TO DO » In full and without alteration, give the listing again.

DATA FOR THIS TASK »
//! Simple signal-following backtester.
//!
//! Entry points: [`simple_backtest`] for one price series, [`run_backtest`] for every coin in a
//! batch of stored rows.
//!
//! # Approach
//! Prices are walked oldest to newest. Over each step `[t_i, t_i+1)` the portfolio holds the
//! exposure of the most recent [`Signal`] stamped at or before `t_i` (flat before the first
//! signal). The portfolio value compounds `1 + exposure * period_return` and never drops below
//! zero. No fees, no slippage, no position sizing beyond the exposure fraction.

use {
    crate::{
        domain::{MarketRecord, PricePoint, Signal},
        engine::SignalGenerator,
    },
    itertools::Itertools,
    statrs::statistics::Statistics,
};

#[cfg(debug_assertions)]
use crate::config::DF;

// ─── Report ──────────────────────────────────────────────────────────────────

#[derive(Debug, Clone, PartialEq)]
pub struct BacktestReport {
    pub coin_id: String,
    pub strategy: String,
    pub initial_capital: f64,
    pub end_portfolio_value: f64,
    /// Fractional, e.g. 0.02 = +2 %.
    pub total_return: f64,
    /// Largest peak-to-trough fall of the portfolio value, fractional.
    pub max_drawdown: f64,
    pub periods: usize,
    pub mean_period_return: f64,
    pub period_return_std_dev: f64,
}

impl BacktestReport {
    fn flat(initial_capital: f64) -> Self {
        Self {
            coin_id: String::new(),
            strategy: String::new(),
            initial_capital,
            end_portfolio_value: initial_capital,
            total_return: 0.0,
            max_drawdown: 0.0,
            periods: 0,
            mean_period_return: 0.0,
            period_return_std_dev: 0.0,
        }
    }
}

// ─── Main entry points ───────────────────────────────────────────────────────

/// Replay `signals` over `prices` starting from `initial_capital`.
pub fn simple_backtest(
    prices: &[PricePoint],
    signals: &[Signal],
    initial_capital: f64,
) -> BacktestReport {
    if prices.len() < 2 {
        return BacktestReport::flat(initial_capital);
    }

    let mut prices = prices.to_vec();
    prices.sort_by_key(|p| p.timestamp_ms);
    let mut signals = signals.to_vec();
    signals.sort_by_key(|s| s.timestamp_ms);

    let mut value = initial_capital;
    let mut peak = initial_capital;
    let mut max_drawdown: f64 = 0.0;
    let mut period_returns = Vec::with_capacity(prices.len() - 1);
    let mut next_signal = 0;
    let mut exposure = 0.0;

    for (prev, curr) in prices.iter().tuple_windows() {
        // Advance to the latest signal at or before the start of this step
        while next_signal < signals.len() && signals[next_signal].timestamp_ms <= prev.timestamp_ms
        {
            exposure = signals[next_signal].clamped_position();
            next_signal += 1;
        }

        let price_return = curr.price / prev.price - 1.0;
        let strategy_return = exposure * price_return;
        period_returns.push(strategy_return);

        value = (value * (1.0 + strategy_return)).max(0.0);
        peak = peak.max(value);
        if peak > 0.0 {
            max_drawdown = max_drawdown.max((peak - value) / peak);
        }

        #[cfg(debug_assertions)]
        if DF.log_backtest_steps {
            log::debug!(
                "[backtest] t={} price={:.6} exposure={:.2} value={:.2}",
                curr.timestamp_ms,
                curr.price,
                exposure,
                value
            );
        }
    }

    let mean_period_return = period_returns.iter().mean();
    let period_return_std_dev = if period_returns.len() > 1 {
        period_returns.iter().std_dev()
    } else {
        0.0
    };

    let total_return = if initial_capital != 0.0 {
        value / initial_capital - 1.0
    } else {
        0.0
    };

    BacktestReport {
        coin_id: String::new(),
        strategy: String::new(),
        initial_capital,
        end_portfolio_value: value,
        total_return,
        max_drawdown,
        periods: period_returns.len(),
        mean_period_return,
        period_return_std_dev,
    }
}

/// Backtest a single coin's rows (oldest first) with `generator`.
pub fn backtest_coin(
    coin_id: &str,
    records: &[MarketRecord],
    generator: &dyn SignalGenerator,
    initial_capital: f64,
) -> BacktestReport {
    let prices: Vec<PricePoint> = records.iter().filter_map(MarketRecord::price_point).collect();
    let signals = generator.generate(records);

    let mut report = simple_backtest(&prices, &signals, initial_capital);
    report.coin_id = coin_id.to_string();
    report.strategy = generator.name().to_string();
    report
}

/// Group rows by coin id and backtest each group. Reports come back sorted by coin id.
pub fn run_backtest(
    records: Vec<MarketRecord>,
    generator: &dyn SignalGenerator,
    initial_capital: f64,
) -> Vec<BacktestReport> {
    let by_coin = records.into_iter().into_group_map_by(|r| r.id.clone());

    let reports: Vec<BacktestReport> = by_coin
        .into_iter()
        .sorted_by(|a, b| a.0.cmp(&b.0))
        .map(|(coin_id, rows)| backtest_coin(&coin_id, &rows, generator, initial_capital))
        .collect();

    for report in &reports {
        log::info!(
            "[backtest] {} | strategy={} | periods={} | end_value={:.2} | return={:.3}% | max_dd={:.3}%",
            report.coin_id,
            report.strategy,
            report.periods,
            report.end_portfolio_value,
            report.total_return * 100.0,
            report.max_drawdown * 100.0,
        );
    }

    reports
}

EXERCISE RESULT »
//! Simple signal-following backtester.
//!
//! Entry points: [`simple_backtest`] for one price series, [`run_backtest`] for every coin in a
//! batch of stored rows.
//!
//! # Approach
//! Prices are walked oldest to newest. Over each step `[t_i, t_i+1)` the portfolio holds the
//! exposure of the most recent [`Signal`] stamped at or before `t_i` (flat before the first
//! signal). The portfolio value compounds `1 + exposure * period_return` and never drops below
//! zero. No fees, no slippage, no position sizing beyond the exposure fraction.

use {
    crate::{
        domain::{MarketRecord, PricePoint, Signal},
        engine::SignalGenerator,
    },
    itertools::Itertools,
    statrs::statistics::Statistics,
};

#[cfg(debug_assertions)]
use crate::config::DF;

// ─── Report ──────────────────────────────────────────────────────────────────

#[derive(Debug, Clone, PartialEq)]
pub struct BacktestReport {
    pub coin_id: String,
    pub strategy: String,
    pub initial_capital: f64,
    pub end_portfolio_value: f64,
    /// Fractional, e.g. 0.02 = +2 %.
    pub total_return: f64,
    /// Largest peak-to-trough fall of the portfolio value, fractional.
    pub max_drawdown: f64,
    pub periods: usize,
    pub mean_period_return: f64,
    pub period_return_std_dev: f64,
}

impl BacktestReport {
    fn flat(initial_capital: f64) -> Self {
        Self {
            coin_id: String::new(),
            strategy: String::new(),
            initial_capital,
            end_portfolio_value: initial_capital,
            total_return: 0.0,
            max_drawdown: 0.0,
            periods: 0,
            mean_period_return: 0.0,
            period_return_std_dev: 0.0,
        }
    }
}

// ─── Main entry points ───────────────────────────────────────────────────────

/// Replay `signals` over `prices` starting from `initial_capital`.
pub fn simple_backtest(
    prices: &[PricePoint],
    signals: &[Signal],
    initial_capital: f64,
) -> BacktestReport {
    if prices.len() < 2 {
        return BacktestReport::flat(initial_capital);
    }

    let mut prices = prices.to_vec();
    prices.sort_by_key(|p| p.timestamp_ms);
    let mut signals = signals.to_vec();
    signals.sort_by_key(|s| s.timestamp_ms);

    let mut value = initial_capital;
    let mut peak = initial_capital;
    let mut max_drawdown: f64 = 0.0;
    let mut period_returns = Vec::with_capacity(prices.len() - 1);
    let mut next_signal = 0;
    let mut exposure = 0.0;

    for (prev, curr) in prices.iter().tuple_windows() {
        // Advance to the latest signal at or before the start of this step
        while next_signal < signals.len() && signals[next_signal].timestamp_ms <= prev.timestamp_ms
        {
            exposure = signals[next_signal].clamped_position();
            next_signal += 1;
        }

        let price_return = curr.price / prev.price - 1.0;
        let strategy_return = exposure * price_return;
        period_returns.push(strategy_return);

        value = (value * (1.0 + strategy_return)).max(0.0);
        peak = peak.max(value);
        if peak > 0.0 {
            max_drawdown = max_drawdown.max((peak - value) / peak);
        }

        #[cfg(debug_assertions)]
        if DF.log_backtest_steps {
            log::debug!(
                "[backtest] t={} price={:.6} exposure={:.2} value={:.2}",
                curr.timestamp_ms,
                curr.price,
                exposure,
                value
            );
        }
    }

    let mean_period_return = period_returns.iter().mean();
    let period_return_std_dev = if period_returns.len() > 1 {
        period_returns.iter().std_dev()
    } else {
        0.0
    };

    let total_return = if initial_capital != 0.0 {
        value / initial_capital - 1.0
    } else {
        0.0
    };

    BacktestReport {
        coin_id: String::new(),
        strategy: String::new(),
        initial_capital,
        end_portfolio_value: value,
        total_return,
        max_drawdown,
        periods: period_returns.len(),
        mean_period_return,
        period_return_std_dev,
    }
}

/// Backtest a single coin's rows (oldest first) with `generator`.
pub fn backtest_coin(
    coin_id: &str,
    records: &[MarketRecord],
    generator: &dyn SignalGenerator,
    initial_capital: f64,
) -> BacktestReport {
    let prices: Vec<PricePoint> = records.iter().filter_map(MarketRecord::price_point).collect();
    let signals = generator.generate(records);

    let mut report = simple_backtest(&prices, &signals, initial_capital);
    report.coin_id = coin_id.to_string();
    report.strategy = generator.name().to_string();
    report
}

/// Group rows by coin id and backtest each group. Reports come back sorted by coin id.
pub fn run_backtest(
    records: Vec<MarketRecord>,
    generator: &dyn SignalGenerator,
    initial_capital: f64,
) -> Vec<BacktestReport> {
    let by_coin = records.into_iter().into_group_map_by(|r| r.id.clone());

    let reports: Vec<BacktestReport> = by_coin
        .into_iter()
        .sorted_by(|a, b| a.0.cmp(&b.0))
        .map(|(coin_id, rows)| backtest_coin(&coin_id, &rows, generator, initial_capital))
        .collect();

    for report in &reports {
        log::info!(
            "[backtest] {} | strategy={} | periods={} | end_value={:.2} | return={:.3}% | max_dd={:.3}%",
            report.coin_id,
            report.strategy,
            report.periods,
            report.end_portfolio_value,
            report.total_return * 100.0,
            report.max_drawdown * 100.0,
        );
    }

    reports
}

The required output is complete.